The Chamber
Any death row drama these days must be compared
with the superb Dead Man Walking starring Sean Penn
and Susan Sarandon.
I suppose that Gene Hackman and Sean Penn are in
something like the same league as actors, but in The
Chamber Chris O'Donnell takes the Susan Sarandon part,
- and Chris O'Donnell will never be in the Susan
Sarandon league.
He's not terrible as Adam Hall the young lawyer who
is trying to get his grandfather Sam Cayhall (Gene
Hackman) off death row, but O'Donnell doesn't impress
either, and neither does The Chamber.
There of course are some high points in the film,
after all Gene Hackman and Faye Dunaway are in it, but
the overall package is only mediocre.
Faye Dunaway plays Lee, Cayhall's daughter, and it's
no surprise that the strongest scene in The Chamber
occurs when these two are together (and O'Donnell is
fussing around somewhere else.)
Lee has been haunted for decades by something she
saw her father do when she was a girl. She has married
into wealth but hits the bottle pretty often. When
her father's death is imminent and her nephew is shaking
the tree down at the law courts the tension mounts and
Dunaway gets to strut her stuff as the drunken, haunted
socialite.
Faye Dunaway hasn't given the performances to show
her range for years. Bonnie And Clyde was released 30
years ago in 1967! Then Chinatown and Three Days Of The
Condor were filmed in the mid seventies.
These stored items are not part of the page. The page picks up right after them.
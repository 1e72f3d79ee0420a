//! Build event reporting.
//!
//! The packer and the orchestrator report through an injected
//! [`BuildObserver`] rather than a global sink, so a test can record exactly
//! what a build did.

use std::time::{Duration, Instant};

use parking_lot::Mutex;
use tracing::{debug, info, warn};

/// Key/value attributes attached to a span or event.
pub type Attributes<'a> = &'a [(&'a str, String)];

/// How a span ended.
#[derive(Debug, Clone, PartialEq, Eq)]
pub enum SpanOutcome {
    Succeeded,
    Failed(String),
    Skipped,
}

pub trait BuildObserver: Send + Sync {
    fn span_started(&self, name: &str, attributes: Attributes<'_>);

    fn span_finished(&self, name: &str, outcome: &SpanOutcome, elapsed: Duration);

    fn event(&self, name: &str, attributes: Attributes<'_>);
}

/// Run `f` inside a span named `name`.
pub fn observe<T>(
    observer: &dyn BuildObserver,
    name: &str,
    attributes: Attributes<'_>,
    f: impl FnOnce() -> anyhow::Result<T>,
) -> anyhow::Result<T> {
    observer.span_started(name, attributes);
    let started = Instant::now();
    let result = f();
    let outcome = match &result {
        Ok(_) => SpanOutcome::Succeeded,
        Err(err) => SpanOutcome::Failed(format!("{err:#}")),
    };
    observer.span_finished(name, &outcome, started.elapsed());
    result
}

fn render(attributes: Attributes<'_>) -> String {
    attributes
        .iter()
        .map(|(key, value)| format!("{key}={value}"))
        .collect::<Vec<_>>()
        .join(" ")
}

/// Forwards everything to `tracing`.
#[derive(Debug, Default, Clone, Copy)]
pub struct TracingObserver;

impl BuildObserver for TracingObserver {
    fn span_started(&self, name: &str, attributes: Attributes<'_>) {
        debug!(step = name, attributes = %render(attributes), "started");
    }

    fn span_finished(&self, name: &str, outcome: &SpanOutcome, elapsed: Duration) {
        let elapsed_ms = elapsed.as_millis() as u64;
        match outcome {
            SpanOutcome::Succeeded => info!(step = name, elapsed_ms, "finished"),
            SpanOutcome::Skipped => info!(step = name, "skipped"),
            SpanOutcome::Failed(reason) => warn!(step = name, elapsed_ms, %reason, "failed"),
        }
    }

    fn event(&self, name: &str, attributes: Attributes<'_>) {
        info!(name, attributes = %render(attributes), "event");
    }
}

/// Discards everything.
#[derive(Debug, Default, Clone, Copy)]
pub struct NullObserver;

impl BuildObserver for NullObserver {
    fn span_started(&self, _name: &str, _attributes: Attributes<'_>) {}

    fn span_finished(&self, _name: &str, _outcome: &SpanOutcome, _elapsed: Duration) {}

    fn event(&self, _name: &str, _attributes: Attributes<'_>) {}
}

/// What a [`RecordingObserver`] saw.
#[derive(Debug, Clone, PartialEq, Eq)]
pub enum ObservedEvent {
    Started {
        name: String,
        attributes: Vec<(String, String)>,
    },
    Finished {
        name: String,
        outcome: SpanOutcome,
    },
    Event {
        name: String,
        attributes: Vec<(String, String)>,
    },
}

/// Keeps every event in memory.
#[derive(Debug, Default)]
pub struct RecordingObserver {
    events: Mutex<Vec<ObservedEvent>>,
}

fn owned(attributes: Attributes<'_>) -> Vec<(String, String)> {
    attributes
        .iter()
        .map(|(key, value)| (key.to_string(), value.clone()))
        .collect()
}

impl RecordingObserver {
    pub fn new() -> Self {
        Self::default()
    }

    pub fn events(&self) -> Vec<ObservedEvent> {
        self.events.lock().clone()
    }

    /// Names of plain events, in emission order.
    pub fn event_names(&self) -> Vec<String> {
        self.events
            .lock()
            .iter()
            .filter_map(|e| match e {
                ObservedEvent::Event { name, .. } => Some(name.clone()),
                _ => None,
            })
            .collect()
    }

    /// Outcome of the last span called `name`.
    pub fn outcome_of(&self, name: &str) -> Option<SpanOutcome> {
        self.events.lock().iter().rev().find_map(|e| match e {
            ObservedEvent::Finished { name: n, outcome } if n == name => Some(outcome.clone()),
            _ => None,
        })
    }
}

impl BuildObserver for RecordingObserver {
    fn span_started(&self, name: &str, attributes: Attributes<'_>) {
        self.events.lock().push(ObservedEvent::Started {
            name: name.to_string(),
            attributes: owned(attributes),
        });
    }

    fn span_finished(&self, name: &str, outcome: &SpanOutcome, _elapsed: Duration) {
        self.events.lock().push(ObservedEvent::Finished {
            name: name.to_string(),
            outcome: outcome.clone(),
        });
    }

    fn event(&self, name: &str, attributes: Attributes<'_>) {
        self.events.lock().push(ObservedEvent::Event {
            name: name.to_string(),
            attributes: owned(attributes),
        });
    }
}
//! Packing engine: turns one [`Layout`] into written archives and structure
//! mapping entries.
//!
//! # Passes
//!
//! 1. Pre-pack checks, layout patchers, then the descriptor patcher if one
//!    is attached ([`checks`])
//! 2. Project library placement; `Merged` libraries outside the mergeable
//!    set are demoted to their own archive
//! 3. Module-scoped library placement
//! 4. Module output: patch directories, patch bytes, compiled output minus
//!    excludes, then libraries unpacked into the archive; an unpacked file
//!    already placed for the same library is skipped
//! 5. Queued merged libraries go into the main archive
//! 6. Archives are written; artifacts, resources and generated resources
//!    are copied ([`extras`])
//!
//! Every physical library file is owned by exactly one library across the
//! whole unit. Module content always precedes library content in an
//! archive, and the first entry with a given name wins, so patches shadow
//! compiled files.

mod checks;
mod extras;
mod libraries;
mod plan;

use std::collections::{BTreeMap, HashSet};
use std::path::{Path, PathBuf};

use anyhow::{Context, Result};

use crate::artifact::filesystem::sha256_file;
use crate::artifact::{ArchiveWriter, ContentSource};
use crate::config::BuildOptions;
use crate::descriptor::PluginDescriptorPatcher;
use crate::layout::Layout;
use crate::mapping::MappingEntry;
use crate::observer::{observe, BuildObserver};
use crate::patch::OutputPatchSet;
use crate::resolver::Resolver;
use plan::{Claim, Contributor, Owner, OwnershipRegistry, UnitPlan};

/// A finished archive on disk.
#[derive(Debug, Clone, PartialEq, Eq)]
pub struct WrittenArchive {
    pub path: PathBuf,
    pub sha256: String,
    pub size: u64,
}

/// Result of packing one unit.
#[derive(Debug, Clone, Default)]
pub struct PackOutput {
    pub entries: Vec<MappingEntry>,
    pub archives: Vec<WrittenArchive>,
}

/// Packs layouts against one resolver, patch set and writer.
#[derive(Clone, Copy)]
pub struct Packer<'a> {
    resolver: &'a dyn Resolver,
    patches: &'a OutputPatchSet,
    writer: &'a dyn ArchiveWriter,
    observer: &'a dyn BuildObserver,
    options: &'a BuildOptions,
    descriptor: Option<&'a PluginDescriptorPatcher>,
}

impl<'a> Packer<'a> {
    pub fn new(
        resolver: &'a dyn Resolver,
        patches: &'a OutputPatchSet,
        writer: &'a dyn ArchiveWriter,
        observer: &'a dyn BuildObserver,
        options: &'a BuildOptions,
    ) -> Self {
        Self {
            resolver,
            patches,
            writer,
            observer,
            options,
            descriptor: None,
        }
    }

    /// Patch the descriptor of every plugin packed with this packer.
    pub fn with_descriptor_patcher(mut self, patcher: &'a PluginDescriptorPatcher) -> Self {
        self.descriptor = Some(patcher);
        self
    }

    /// Pack `layout` into `unit_dir`; archives land in `unit_dir/lib`.
    pub fn pack(&self, layout: &Layout, unit_dir: &Path) -> Result<PackOutput> {
        let attributes = [
            ("unit", layout.name().to_string()),
            ("dir", unit_dir.display().to_string()),
        ];
        observe(self.observer, "pack", &attributes, || {
            checks::verify_excludes(self.resolver, layout)?;
            checks::run_patchers(self, layout)?;
            checks::patch_descriptor(self, layout)?;
            checks::verify_plugin_descriptor(self.resolver, self.patches, layout)?;

            let plan = self.plan(layout)?;
            let lib_dir = unit_dir.join("lib");
            let mut output = self.write(plan, &lib_dir)?;
            extras::copy_artifacts(self, layout, &lib_dir, &mut output.entries, true)?;
            extras::copy_resources(self, layout, unit_dir, &mut output.entries, true)?;
            extras::run_resource_generators(self, layout, unit_dir)?;
            Ok(output)
        })
        .with_context(|| format!("packing '{}'", layout.name()))
    }

    /// Compute the structure mapping of `layout` without touching disk.
    ///
    /// Every entry has size 0. Patchers are not run and compiled output is
    /// not required to exist.
    pub fn plan_only(&self, layout: &Layout, unit_dir: &Path) -> Result<PackOutput> {
        let plan = self.plan(layout)?;
        let lib_dir = unit_dir.join("lib");
        let sizes = vec![None; plan.archives.len()];
        let mut entries = plan.into_entries(&lib_dir, &sizes)?;
        extras::copy_artifacts(self, layout, &lib_dir, &mut entries, false)?;
        extras::copy_resources(self, layout, unit_dir, &mut entries, false)?;
        Ok(PackOutput {
            entries,
            archives: Vec::new(),
        })
    }

    fn plan(&self, layout: &Layout) -> Result<UnitPlan> {
        for module in layout.included_modules() {
            self.resolver.require_module(module)?;
        }

        let mut unit = UnitContext {
            packer: self,
            layout,
            plan: UnitPlan::default(),
            ownership: OwnershipRegistry::default(),
            placed_project_libraries: HashSet::new(),
            pending_merge: Vec::new(),
        };
        unit.place_project_libraries()?;
        unit.place_module_libraries()?;
        unit.place_module_output()?;
        unit.flush_merged_libraries();
        Ok(unit.plan)
    }

    fn write(&self, plan: UnitPlan, lib_dir: &Path) -> Result<PackOutput> {
        let mut sizes = Vec::with_capacity(plan.archives.len());
        let mut archives = Vec::with_capacity(plan.archives.len());
        for archive in &plan.archives {
            let target = lib_dir.join(&archive.path);
            let sources: Vec<ContentSource> = archive
                .ordered_sources()
                .map(|(_, source)| source.clone())
                .collect();
            let reported = self
                .writer
                .write(&target, &sources, self.options.compress_archives)?;
            let (sha256, size) = sha256_file(&target)?;
            self.observer.event(
                "archive written",
                &[
                    ("archive", target.display().to_string()),
                    ("sources", sources.len().to_string()),
                    ("size", size.to_string()),
                ],
            );
            archives.push(WrittenArchive {
                path: target,
                sha256,
                size,
            });
            sizes.push(Some(reported));
        }
        let entries = plan.into_entries(lib_dir, &sizes)?;
        Ok(PackOutput { entries, archives })
    }

    pub(crate) fn renamed_modules(&self) -> &BTreeMap<String, String> {
        &self.options.renamed_modules
    }
}

/// Mutable state while planning one unit.
struct UnitContext<'a> {
    packer: &'a Packer<'a>,
    layout: &'a Layout,
    plan: UnitPlan,
    ownership: OwnershipRegistry,
    placed_project_libraries: HashSet<String>,
    pending_merge: Vec<(Contributor, ContentSource)>,
}

impl UnitContext<'_> {
    fn actual_archive(&self, archive: &str, modules: &[String]) -> String {
        self.layout
            .actual_archive_path(archive, modules, self.packer.renamed_modules())
    }

    /// Module content of every archive, in assignment order.
    fn place_module_output(&mut self) -> Result<()> {
        let layout = self.layout;
        let resolver = self.packer.resolver;
        let patches = self.packer.patches;

        for (archive, modules) in layout.archives() {
            let target = self.actual_archive(archive, modules);
            let index = self.plan.archive_mut(&target);

            for module in modules {
                let id = self.plan.contributor(index, Contributor::module(module));
                for dir in patches.directories_for(module) {
                    self.plan
                        .add_module_source(index, id, ContentSource::directory(dir));
                }
                for (entry, data) in patches.patches_for(module) {
                    self.plan
                        .add_module_source(index, id, ContentSource::Bytes { entry, data });
                }
                let output = resolver.module_output_dir(module)?;
                if output.is_dir() {
                    self.plan.add_module_source(
                        index,
                        id,
                        ContentSource::Directory {
                            root: output,
                            prefix: String::new(),
                            excludes: layout.excludes_for(module).to_vec(),
                        },
                    );
                }
            }

            for library in layout.libraries_unpacked_into(archive) {
                for file in resolver.project_library_files(library)? {
                    if self.ownership.claim(&file, Owner::Project(library.to_string()))? == Claim::Duplicate {
                        self.packer.observer.event(
                            "library file already placed",
                            &[
                                ("library", library.to_string()),
                                ("file", file.display().to_string()),
                                ("archive", target.clone()),
                            ],
                        );
                        continue;
                    }
                    let contributor =
                        Contributor::project_library(library, &file, Some("unpacked".to_string()));
                    let id = self.plan.contributor(index, contributor);
                    self.plan.add_library_source(
                        index,
                        id,
                        ContentSource::library_file(&file, crate::artifact::EntryFilter::DropSignatures),
                    );
                }
            }
        }
        Ok(())
    }
}
//! Library placement: project libraries first, then the module-scoped
//! libraries of every packed module.

use std::path::Path;

use anyhow::Result;

use super::plan::{Claim, Contributor, Owner};
use super::UnitContext;
use crate::artifact::{ContentSource, EntryFilter};
use crate::layout::naming::{is_archive_path, library_archive_name, strip_version};
use crate::layout::PackMode;
use crate::resolver::{DependencyScope, LibraryKind};

fn file_name(path: &Path) -> String {
    path.file_name()
        .map(|n| n.to_string_lossy().into_owned())
        .unwrap_or_default()
}

fn join(prefix: &str, name: &str) -> String {
    let prefix = prefix.trim_matches('/');
    if prefix.is_empty() {
        name.to_string()
    } else {
        format!("{prefix}/{name}")
    }
}

impl UnitContext<'_> {
    /// Place a library source into an archive owned by `owner`.
    fn add_standalone(
        &mut self,
        archive: &str,
        owner: &str,
        contributor: Contributor,
        source: ContentSource,
    ) -> Result<()> {
        self.plan.claim_standalone(archive, owner)?;
        let index = self.plan.archive_mut(archive);
        let id = self.plan.contributor(index, contributor);
        self.plan.add_library_source(index, id, source);
        Ok(())
    }

    fn add_library(&mut self, archive: &str, contributor: Contributor, source: ContentSource) {
        let index = self.plan.archive_mut(archive);
        let id = self.plan.contributor(index, contributor);
        self.plan.add_library_source(index, id, source);
    }

    /// Resolve and place every project library of the layout.
    ///
    /// Libraries left in `Merged` mode are only queued; they are flushed
    /// into the main archive after everything else is placed.
    pub(super) fn place_project_libraries(&mut self) -> Result<()> {
        let layout = self.layout;
        for library in layout.project_libraries() {
            let name = library.name.as_str();
            let files = self.packer.resolver.project_library_files(name)?;

            let mut mode = library.pack_mode;
            if mode == PackMode::Merged && !self.packer.options.mergeable_libraries.contains(name) {
                mode = PackMode::StandaloneMerged;
                self.packer.observer.event(
                    "library demoted",
                    &[
                        ("unit", layout.name().to_string()),
                        ("library", name.to_string()),
                        ("archive", library_archive_name(name)),
                    ],
                );
            }

            let explicit_archive = library
                .output_subpath
                .as_deref()
                .filter(|subpath| is_archive_path(subpath));
            let prefix = library
                .output_subpath
                .as_deref()
                .filter(|subpath| !is_archive_path(subpath))
                .unwrap_or("");

            for file in &files {
                if self.ownership.claim(file, Owner::Project(name.to_string()))? == Claim::Duplicate {
                    continue;
                }
                let contributor = Contributor::project_library(name, file, library.reason.clone());

                if let Some(archive) = explicit_archive {
                    let source = ContentSource::library_file(file, EntryFilter::DropSignatures);
                    self.add_standalone(archive, name, contributor, source)?;
                    continue;
                }

                match mode {
                    PackMode::Merged => {
                        let source = ContentSource::library_file(file, EntryFilter::DropSignatures);
                        self.pending_merge.push((contributor, source));
                    }
                    PackMode::StandaloneMerged => {
                        let archive = join(prefix, &library_archive_name(name));
                        let source = ContentSource::library_file(file, EntryFilter::DropSignatures);
                        self.add_standalone(&archive, name, contributor, source)?;
                    }
                    PackMode::StandaloneSeparate | PackMode::StandaloneSeparateNoVersion => {
                        let file_name = file_name(file);
                        let archive_name = if mode == PackMode::StandaloneSeparateNoVersion {
                            strip_version(&file_name)
                        } else {
                            file_name.clone()
                        };
                        let archive = join(prefix, &archive_name);
                        let owner = format!("{name} ({file_name})");
                        let source = ContentSource::library_file(file, EntryFilter::All);
                        self.add_standalone(&archive, &owner, contributor, source)?;
                    }
                }
            }
            self.placed_project_libraries.insert(name.to_string());
        }
        Ok(())
    }

    /// Place the compile/runtime module-scoped libraries of every packed
    /// module, then the module libraries the layout places explicitly.
    pub(super) fn place_module_libraries(&mut self) -> Result<()> {
        let layout = self.layout;
        let resolver = self.packer.resolver;

        for (archive, modules) in layout.archives() {
            let target = self.actual_archive(archive, modules);
            for module in modules {
                if layout.library_auto_inclusion_disabled(module) {
                    continue;
                }
                let dependencies = resolver.module_libraries(module, &DependencyScope::PACKAGED)?;
                for dependency in dependencies.iter().filter(|d| d.kind == LibraryKind::Module) {
                    let library = dependency.name.as_str();
                    if layout.is_module_library_excluded(module, library)
                        || layout.is_module_library_placed(module, library)
                        || self.placed_project_libraries.contains(library)
                    {
                        continue;
                    }

                    for file in resolver.module_library_files(module, library)? {
                        let owner = Owner::Module {
                            module: module.clone(),
                            library: library.to_string(),
                        };
                        if self.ownership.claim(&file, owner)? == Claim::Duplicate {
                            continue;
                        }
                        let contributor = Contributor::module_library(module, library, &file);
                        let stripped = strip_version(&file_name(&file));
                        if self.packer.options.is_runtime_helper(&stripped) {
                            let source = ContentSource::library_file(&file, EntryFilter::All);
                            self.add_standalone(&stripped, library, contributor, source)?;
                        } else {
                            let source = ContentSource::library_file(&file, EntryFilter::DropSignatures);
                            self.add_library(&target, contributor, source);
                        }
                    }
                }
            }
        }

        for data in layout.module_libraries() {
            let files = resolver.module_library_files(&data.module_name, &data.library_name)?;
            for file in &files {
                let owner = Owner::Module {
                    module: data.module_name.clone(),
                    library: data.library_name.clone(),
                };
                if self.ownership.claim(file, owner)? == Claim::Duplicate {
                    continue;
                }
                let contributor = Contributor::module_library(&data.module_name, &data.library_name, file);
                if is_archive_path(&data.relative_output_path) {
                    let source = ContentSource::library_file(file, EntryFilter::DropSignatures);
                    self.add_library(&data.relative_output_path, contributor, source);
                } else {
                    let archive = join(&data.relative_output_path, &file_name(file));
                    let source = ContentSource::library_file(file, EntryFilter::All);
                    self.add_library(&archive, contributor, source);
                }
            }
        }
        Ok(())
    }

    /// Flush queued merged libraries into the unit's main archive.
    pub(super) fn flush_merged_libraries(&mut self) {
        if self.pending_merge.is_empty() {
            return;
        }
        let layout = self.layout;
        let main = layout.main_archive();
        let modules = layout
            .archives()
            .find(|(archive, _)| *archive == main)
            .map(|(_, modules)| modules)
            .unwrap_or_default();
        let target = self.actual_archive(main, modules);
        for (contributor, source) in std::mem::take(&mut self.pending_merge) {
            self.add_library(&target, contributor, source);
        }
    }
}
Since then
only The Handmaid's Tale (1990) are notable to my
knowledge, with questionably luminous movies such as
Supergirl, Beverly Hills Madam, Barfly and Cassanova
intervening.
Gene Hackman won't win another Oscar for his
performance in The Chamber because the overall tone of
the film is too low, but his wander down death row just
before they might execute him (no, I won't give the
ending away!) is memorable I suppose.
I wonder if we might see a Best Supporting Actress
nomination for Faye Dunaway though?
2 O'Donnelled Flys.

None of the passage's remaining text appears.